Goal of the exercise: Beginning with the line that holds "let origins: Vec<HeaderValue>" in the data below, give again every line through the one that holds "CorsLayer::new()", exactly as written.

(Stored dataset items)
>>>
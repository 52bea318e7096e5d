//! Store capability
//!
//! The API layer never talks to a database directly. Every handler borrows a
//! `Store` and issues exactly one of the operations below.

use std::future::Future;
use std::pin::Pin;

use serde_json::{Map, Value};

use super::errors::StoreResult;

/// A single table row as returned by the store
pub type Row = Map<String, Value>;

/// Boxed future returned by store operations
pub type StoreFuture<'a, T> = Pin<Box<dyn Future<Output = StoreResult<T>> + Send + 'a>>;

/// Ordering applied to a select
#[derive(Debug, Clone, PartialEq, Eq)]
pub struct OrderBy {
    pub column: String,
    pub descending: bool,
}

impl OrderBy {
    /// Order by `column`, newest/largest first
    pub fn desc(column: impl Into<String>) -> Self {
        Self {
            column: column.into(),
            descending: true,
        }
    }

    /// Order by `column`, smallest first
    pub fn asc(column: impl Into<String>) -> Self {
        Self {
            column: column.into(),
            descending: false,
        }
    }
}

/// Run a query against a named table.
///
/// Implementations must be shareable across concurrent requests; the
/// server holds one behind an `Arc<dyn Store>`.
pub trait Store: Send + Sync {
    /// Select every row of `table`, optionally ordered
    fn select<'a>(&'a self, table: &'a str, order: Option<&'a OrderBy>) -> StoreFuture<'a, Vec<Row>>;

    /// Count rows of `table` where `column == value`.
    ///
    /// `Ok(None)` means the store answered but reported no count.
    fn count_eq<'a>(
        &'a self,
        table: &'a str,
        column: &'a str,
        value: &'a str,
    ) -> StoreFuture<'a, Option<u64>>;

    /// Insert one row, returning the stored row if the store sent it back
    fn insert<'a>(&'a self, table: &'a str, fields: Row) -> StoreFuture<'a, Option<Row>>;

    /// Overwrite the named fields of the row whose `id` matches
    fn update_by_id<'a>(
        &'a self,
        table: &'a str,
        id: &'a str,
        fields: Row,
    ) -> StoreFuture<'a, Option<Row>>;

    /// Short name used in logs
    fn name(&self) -> &'static str;
}
//! # HTTP Server
//!
//! Main HTTP server combining all endpoint routers.

use std::io;
use std::sync::Arc;

use axum::http::HeaderValue;
use axum::Router;
use tokio::net::TcpListener;
use tokio::signal;
use tower_http::cors::{AllowHeaders, AllowMethods, AllowOrigin, CorsLayer};
use tower_http::trace::TraceLayer;

use super::config::HttpServerConfig;
use super::customer_routes::customer_routes;
use super::dashboard_routes::dashboard_routes;
use super::health_routes::health_routes;
use super::order_routes::order_routes;
use super::state::ApiState;
use crate::store::Store;

/// HTTP server for the dashboard API
pub struct HttpServer {
    config: HttpServerConfig,
    router: Router,
}

impl HttpServer {
    /// Create a server answering from `store`
    pub fn new(config: HttpServerConfig, store: Arc<dyn Store>) -> Self {
        let router = Self::build_router(&config, store);
        Self { config, router }
    }

    /// Build the combined router with all endpoints
    fn build_router(config: &HttpServerConfig, store: Arc<dyn Store>) -> Router {
        let state = Arc::new(ApiState::new(store));

        let api = Router::new()
            .merge(dashboard_routes(state.clone()))
            .merge(customer_routes(state.clone()))
            .merge(order_routes(state));

        Router::new()
            // Liveness at `/`, `/api` and `/health`
            .merge(health_routes())
            .nest("/api", api)
            .layer(TraceLayer::new_for_http())
            .layer(cors_layer(config))
    }

    /// Get the socket address
    pub fn socket_addr(&self) -> String {
        self.config.socket_addr()
    }

    /// Get the router (for testing)
    pub fn router(self) -> Router {
        self.router
    }

    /// Bind (host may be a name or an IP) and serve until SIGINT/SIGTERM
    pub async fn start(self) -> Result<(), io::Error> {
        let listener = TcpListener::bind(self.config.socket_addr()).await?;
        tracing::info!(address = %listener.local_addr()?, "Service Dashboard API listening");

        axum::serve(listener, self.router)
            .with_graceful_shutdown(shutdown_signal())
            .await?;

        tracing::info!("Server shutdown complete");
        Ok(())
    }
}

/// CORS policy: credentials allowed, methods and headers mirrored.
///
/// A wildcard origin is served by echoing the caller's origin, since
/// browsers refuse `*` together with credentials.
fn cors_layer(config: &HttpServerConfig) -> CorsLayer {
    let origin = if config.allows_any_origin() {
        AllowOrigin::mirror_request()
    } else {
        let origins: Vec<HeaderValue> = config
            .cors_origins
            .iter()
            .filter_map(|s| match s.parse() {
                Ok(origin) => Some(origin),
                Err(_) => {
                    tracing::warn!(origin = %s, "ignoring unparsable CORS origin");
                    None
                }
            })
            .collect();
        AllowOrigin::list(origins)
    };

    CorsLayer::new()
        .allow_origin(origin)
        .allow_methods(AllowMethods::mirror_request())
        .allow_headers(AllowHeaders::mirror_request())
        .allow_credentials(true)
}

async fn shutdown_signal() {
    let ctrl_c = async {
        if let Err(error) = signal::ctrl_c().await {
            tracing::warn!(%error, "Failed to install Ctrl+C handler");
            std::future::pending::<()>().await;
        }
    };

    #[cfg(unix)]
    let terminate = async {
        match signal::unix::signal(signal::unix::SignalKind::terminate()) {
            Ok(mut signal) => {
                signal.recv().await;
            }
            Err(error) => {
                tracing::warn!(%error, "Failed to install SIGTERM handler");
                std::future::pending::<()>().await;
            }
        }
    };

    #[cfg(not(unix))]
    let terminate = std::future::pending::<()>();

    tokio::select! {
        () = ctrl_c => tracing::info!("Received Ctrl+C, shutting down"),
        () = terminate => tracing::info!("Received SIGTERM, shutting down"),
    }
}

#[cfg(test)]
mod tests {
    use super::*;
    use crate::store::MemoryStore;

    #[test]
    fn test_server_creation() {
        let server = HttpServer::new(HttpServerConfig::default(), Arc::new(MemoryStore::new()));
        assert_eq!(server.socket_addr(), "0.0.0.0:8000");
    }

    #[test]
    fn test_server_with_custom_port() {
        let config = HttpServerConfig::with_port(8080);
        let server = HttpServer::new(config, Arc::new(MemoryStore::new()));
        assert_eq!(server.socket_addr(), "0.0.0.0:8080");
    }

    #[test]
    fn test_router_builds_with_wildcard_origin() {
        let config = HttpServerConfig {
            cors_origins: vec!["*".to_string()],
            ..Default::default()
        };
        let _router = HttpServer::new(config, Arc::new(MemoryStore::new())).router();
    }
}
<<<
Task solution:
        let origins: Vec<HeaderValue> = config
            .cors_origins
            .iter()
            .filter_map(|s| match s.parse() {
                Ok(origin) => Some(origin),
                Err(_) => {
                    tracing::warn!(origin = %s, "ignoring unparsable CORS origin");
                    None
                }
            })
            .collect();
        AllowOrigin::list(origins)
    };

    CorsLayer::new()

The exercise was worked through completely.